GIVEN RECORDS Start Marker
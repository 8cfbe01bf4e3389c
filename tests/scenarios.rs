//! End-to-end scenarios: documents compiled to exact SQL, full imports
//! driven through a scripted backend, and re-import of exported dumps.

use pretty_assertions::assert_eq;
use sqlporter::prelude::*;

/// Records every statement it is asked to execute; optionally fails on a
/// chosen statement text.
#[derive(Default)]
struct RecordingBackend {
    log: Vec<String>,
    fail_on: Option<String>,
}

impl ExecutionBackend for RecordingBackend {
    async fn execute(&mut self, sql: &str) -> Result<u64, BackendError> {
        if self.fail_on.as_deref() == Some(sql) {
            return Err(BackendError::new("table is locked"));
        }
        self.log.push(sql.to_string());
        Ok(0)
    }

    async fn query(&mut self, _sql: &str) -> Result<Vec<BackendRow>, BackendError> {
        Ok(Vec::new())
    }
}

fn artist_document() -> &'static str {
    r#"{"structure":{"tables":{"Artist":"([Id] PRIMARY KEY,[Title])"}},"data":{"inserts":{"Artist":[{"Id":"1","Title":"Fred"},{"Id":"2","Title":"Bob"}]}}}"#
}

#[test]
fn scenario_a_batch_size_one() {
    let doc = Document::from_json(artist_document()).unwrap();
    let opts = Options {
        batch_insert_size: 1,
        ..Options::default()
    };
    let batch = compile(&doc, &opts);
    assert_eq!(batch.main.len(), 4);
    assert_eq!(batch.deferred.len(), 0);
    assert_eq!(batch.main[0].as_str(), "DROP TABLE IF EXISTS Artist");
    assert_eq!(
        batch.main[1].as_str(),
        "CREATE TABLE Artist([Id] PRIMARY KEY,[Title])"
    );
    assert!(batch.main[2].as_str().starts_with("INSERT OR REPLACE INTO Artist"));
    assert!(batch.main[3].as_str().starts_with("INSERT OR REPLACE INTO Artist"));
}

#[test]
fn scenario_b_one_batched_insert() {
    let doc = Document::from_json(artist_document()).unwrap();
    let opts = Options {
        batch_insert_size: 500,
        ..Options::default()
    };
    let batch = compile(&doc, &opts);
    let inserts: Vec<&str> = batch
        .main
        .iter()
        .map(|s| s.as_str())
        .filter(|s| s.starts_with("INSERT"))
        .collect();
    assert_eq!(inserts.len(), 1);
    assert_eq!(inserts[0].matches(" AS ").count(), 2);
    assert_eq!(inserts[0].matches(" UNION SELECT ").count(), 1);
}

#[test]
fn scenario_c_delete() {
    let doc =
        Document::from_json(r#"{"data":{"deletes":{"Artist":[{"Id":"5"}]}}}"#).unwrap();
    let batch = compile(&doc, &Options::default());
    assert_eq!(batch.main.len(), 1);
    assert_eq!(batch.main[0].as_str(), "DELETE FROM Artist WHERE Id='5'");
}

#[test]
fn scenario_d_update() {
    let doc = Document::from_json(
        r#"{"data":{"updates":{"Artist":[{"set":{"Title":"Susan"},"where":{"Id":"2"}}]}}}"#,
    )
    .unwrap();
    let batch = compile(&doc, &Options::default());
    assert_eq!(batch.main.len(), 1);
    assert_eq!(
        batch.main[0].as_str(),
        "UPDATE Artist SET Title='Susan' WHERE Id='2'"
    );
}

#[tokio::test]
async fn scenario_e_view_runs_before_deferred_index() {
    let doc = Document::from_json(
        r#"{"structure":{"otherSQL":[
            "CREATE INDEX idx ON Artist(Title)",
            "CREATE VIEW v AS SELECT Title FROM Artist"]}}"#,
    )
    .unwrap();
    let mut backend = RecordingBackend::default();
    let count = sqlporter::import_document(&mut backend, &doc, Options::default())
        .await
        .unwrap();
    assert_eq!(count, 2);
    let view_at = backend
        .log
        .iter()
        .position(|s| s.starts_with("CREATE VIEW"))
        .unwrap();
    let index_at = backend
        .log
        .iter()
        .position(|s| s.starts_with("CREATE INDEX"))
        .unwrap();
    assert!(view_at < index_at);
}

#[test]
fn batch_count_law() {
    for (rows, size) in [(1usize, 1usize), (7, 3), (250, 250), (251, 250), (1000, 250)] {
        let rows_json: Vec<String> = (0..rows).map(|i| format!("{{\"Id\":\"{i}\"}}")).collect();
        let doc = Document::from_json(&format!(
            "{{\"data\":{{\"inserts\":{{\"t\":[{}]}}}}}}",
            rows_json.join(",")
        ))
        .unwrap();
        let opts = Options {
            batch_insert_size: size,
            ..Options::default()
        };
        assert_eq!(compile(&doc, &opts).main.len(), rows.div_ceil(size));
    }
}

#[tokio::test]
async fn import_sql_executes_tokenized_statements_in_order() {
    let dump = "-- seed\nDROP TABLE IF EXISTS a;\nCREATE TABLE a(x);\nINSERT INTO a VALUES ('1;2')";
    let mut backend = RecordingBackend::default();
    let count = sqlporter::import_sql(&mut backend, dump, Options::default())
        .await
        .unwrap();
    assert_eq!(count, 3);
    assert_eq!(
        backend.log,
        [
            "BEGIN",
            "DROP TABLE IF EXISTS a",
            "CREATE TABLE a(x)",
            "INSERT INTO a VALUES ('1;2')",
            "COMMIT",
        ]
    );
}

#[tokio::test]
async fn import_stops_at_first_failure_and_reports_counts() {
    let mut backend = RecordingBackend {
        fail_on: Some("CREATE TABLE a(x)".to_string()),
        ..RecordingBackend::default()
    };
    let err = sqlporter::import_sql(
        &mut backend,
        "DROP TABLE IF EXISTS a; CREATE TABLE a(x); INSERT INTO a VALUES ('1')",
        Options::default(),
    )
    .await
    .unwrap_err();
    match err {
        PorterError::Execution {
            statement,
            detail,
            executed,
        } => {
            assert_eq!(statement, "CREATE TABLE a(x)");
            assert_eq!(detail, "table is locked");
            assert_eq!(executed, 1);
        }
        other => panic!("unexpected error: {other}"),
    }
    assert!(!backend.log.iter().any(|s| s.starts_with("INSERT")));
}

#[tokio::test]
async fn import_json_full_round() {
    let mut backend = RecordingBackend::default();
    let count = sqlporter::import_json(&mut backend, artist_document(), Options::default())
        .await
        .unwrap();
    assert_eq!(count, 3); // drop, create, one batched insert
    assert_eq!(
        backend.log[3],
        "INSERT OR REPLACE INTO Artist(Id,Title) SELECT '1' AS Id,'Fred' AS Title UNION SELECT '2','Bob'"
    );
}

#[tokio::test]
async fn import_json_rejects_malformed_document_before_execution() {
    let mut backend = RecordingBackend::default();
    let err = sqlporter::import_json(&mut backend, "{not json", Options::default())
        .await
        .unwrap_err();
    assert!(matches!(err, PorterError::Parse(_)));
    assert!(backend.log.is_empty());
}

/// Typed recovery round trip: a document carrying recovered types compiles
/// to text literals that would recover to the same types again.
#[test]
fn typed_recovery_round_trip_literals() {
    let doc = Document::from_json(
        r#"{"data":{"inserts":{"t":[{"flag":true,"gone":null,"name":"x"}]}}}"#,
    )
    .unwrap();
    let batch = compile(&doc, &Options::default());
    assert_eq!(
        batch.main[0].as_str(),
        "INSERT OR REPLACE INTO t(flag,gone,name) SELECT 'true' AS flag,NULL AS gone,'x' AS name"
    );
}

/// An exported SQL dump must tokenize back into exactly its statements,
/// header comments stripped.
#[test]
fn dump_header_is_stripped_on_reimport() {
    let dump = "-- sqlporter dump\n-- exported 2026-01-01T00:00:00Z\nDROP TABLE IF EXISTS a;\nCREATE TABLE a(x);\n";
    let statements: Vec<String> = tokenize(dump).collect();
    assert_eq!(statements, ["DROP TABLE IF EXISTS a", "CREATE TABLE a(x)"]);
}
GIVEN RECORDS End Marker
In the records above, some lines hold the word "flag"; copy each such line.

        r#"{"data":{"inserts":{"t":[{"flag":true,"gone":null,"name":"x"}]}}}"#,
        "INSERT OR REPLACE INTO t(flag,gone,name) SELECT 'true' AS flag,NULL AS gone,'x' AS name"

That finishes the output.